I'm coming out of lurker status to ask the more experienced mamas out there - how can you tell the difference between a 5-week-old who's fussing an acceptable 5-week-old amount, and one who's in pain and needs you to do something differently? I've no experience with babies this little, and I'm torn. I don't want to fumble around trying to fix it if it ain't broke! But what if it is?
Overall, things are going embarrassingly well. My LO is gaining well, thriving, has only 2-3 wake ups each night. I have, if anything, too much milk. But she's fussy in the evenings, off and on. She's consolable; if you keep trying different positions, try swaddling her, try feeding, try a paci - SOMETHING usually works within just a few minutes. But it just rips me in pieces to hear her cry at all. She seems very gassy to me, and in the evenings (really only in the evenings), she'll arch and pull off the nipple and fuss. That, combined with my super supply, has a lactation consultant suggesting that I cut out all dairy. But...that's a big deal for me. (Long story short, I used to have eating disorder issues, and anything resembling a diet is a real trigger for me, especially when I'm rocking the new mommy belly.) I really would rather not if I can avoid it. She doesn't have frothy green poo, or any trouble at all in the morning or early afternoon. I can actually set her down and take a shower! She just stares happily at whatever's near or crib for a good 15 minutes before letting me know she's bored, and calms as soon as I pick her up.

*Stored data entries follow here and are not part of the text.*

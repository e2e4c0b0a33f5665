use rust_decimal::Decimal;
use serde::{Deserialize, Serialize};
use utoipa::ToSchema;

/// Everything needed to price one shipment: the per-zone rate plus the
/// fixed charges from the (client, mode) rate master.
#[derive(Debug, Clone, PartialEq, Serialize, Deserialize, ToSchema)]
pub struct RateQuote {
    pub rate_per_kg: Decimal,
    pub cft: f64,
    pub minimum_weight: f64,
    pub minimum_freight: Decimal,
    pub docket_charges: Decimal,
    pub fuel_pct: Decimal,
    pub fov_pct: Decimal,
    pub oda_charge: Decimal,
    pub other_charges: Decimal,
}

/// Weight the shipment is billed on: the greater of actual weight,
/// volumetric weight, and the rate master's minimum weight.
pub fn chargeable_weight(actual_kg: f64, volumetric_kg: f64, minimum_kg: f64) -> f64 {
    actual_kg.max(volumetric_kg).max(minimum_kg)
}

/// Full freight amount for one shipment, rounded to 2 decimal places.
///
/// Base freight is the chargeable weight times the zone rate, floored at
/// the minimum freight. Fuel is a percentage of base freight, FOV a
/// percentage of the declared invoice value. Docket and other charges
/// always apply; the ODA charge only when the destination is ODA.
pub fn shipment_charge(
    quote: &RateQuote,
    actual_kg: f64,
    volumetric_kg: f64,
    invoice_value: Decimal,
    is_oda: bool,
) -> Decimal {
    let weight = chargeable_weight(actual_kg, volumetric_kg, quote.minimum_weight);
    // Weights round to grams before pricing so float noise never reaches money.
    let weight = Decimal::from_f64_retain(weight).unwrap_or_default().round_dp(3);

    let base_freight = (weight * quote.rate_per_kg).max(quote.minimum_freight);
    let fuel = base_freight * quote.fuel_pct / Decimal::ONE_HUNDRED;
    let fov = invoice_value * quote.fov_pct / Decimal::ONE_HUNDRED;
    let oda = if is_oda { quote.oda_charge } else { Decimal::ZERO };

    (base_freight + fuel + fov + quote.docket_charges + quote.other_charges + oda).round_dp(2)
}

#[cfg(test)]
mod tests {
    use rust_decimal_macros::dec;

    use super::*;

    fn quote() -> RateQuote {
        RateQuote {
            rate_per_kg: dec!(10),
            cft: 1.0,
            minimum_weight: 20.0,
            minimum_freight: dec!(300),
            docket_charges: dec!(50),
            fuel_pct: dec!(10),
            fov_pct: dec!(2),
            oda_charge: dec!(750),
            other_charges: dec!(25),
        }
    }

    #[test]
    fn volumetric_weight_wins_when_larger() {
        assert_eq!(chargeable_weight(12.0, 40.0, 20.0), 40.0);
    }

    #[test]
    fn minimum_weight_floors_light_shipments() {
        assert_eq!(chargeable_weight(5.0, 8.0, 20.0), 20.0);
    }

    #[test]
    fn charges_full_formula() {
        // weight 40 kg * 10 = 400 base; fuel 40; fov 2% of 10000 = 200.
        let total = shipment_charge(&quote(), 12.0, 40.0, dec!(10000), false);
        assert_eq!(total, dec!(400) + dec!(40) + dec!(200) + dec!(50) + dec!(25));
    }

    #[test]
    fn minimum_freight_floors_base() {
        // weight 20 kg * 10 = 200 < 300 minimum; fuel on the floored base.
        let total = shipment_charge(&quote(), 5.0, 8.0, dec!(0), false);
        assert_eq!(total, dec!(300) + dec!(30) + dec!(50) + dec!(25));
    }

    #[test]
    fn oda_charge_only_for_oda_destinations() {
        let normal = shipment_charge(&quote(), 12.0, 40.0, dec!(0), false);
        let oda = shipment_charge(&quote(), 12.0, 40.0, dec!(0), true);
        assert_eq!(oda - normal, dec!(750));
    }

    #[test]
    fn rounds_to_paise() {
        let q = RateQuote {
            rate_per_kg: dec!(7.77),
            minimum_weight: 0.0,
            minimum_freight: dec!(0),
            fuel_pct: dec!(0),
            fov_pct: dec!(0),
            docket_charges: dec!(0),
            other_charges: dec!(0),
            oda_charge: dec!(0),
            cft: 1.0,
        };
        let total = shipment_charge(&q, 7.407407407407407, 0.0, dec!(0), false);
        // 7.407 kg * 7.77 = 57.552... -> 57.55
        assert_eq!(total, dec!(57.55));
    }
}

I've also tried a few things that you're "supposed" to do - I've increased my already crazy supply by trying to get her on a flexible routine of having full feeds ever few hours, then made my nipples sore trying to get her to nurse every time I think she signals (turns out she really does just like sucking on her hand when she's not hungry)...
There's just so much contradictory info, so many ways to handle things, and so much pressure that she be constantly happy all the time. If she cries for more than a few seconds, I feel like I've done something wrong. Honestly, if I didn't know all about the health issues connected with formula feeding, I'd be ready to switch tomorrow! And I feel guilty for that, when we have it so good compared to so many mamas who are so dedicated to BF and just keep going against all odds.
I feel like this is more a mama issue than a baby issue. How can I chill out? What's good enough?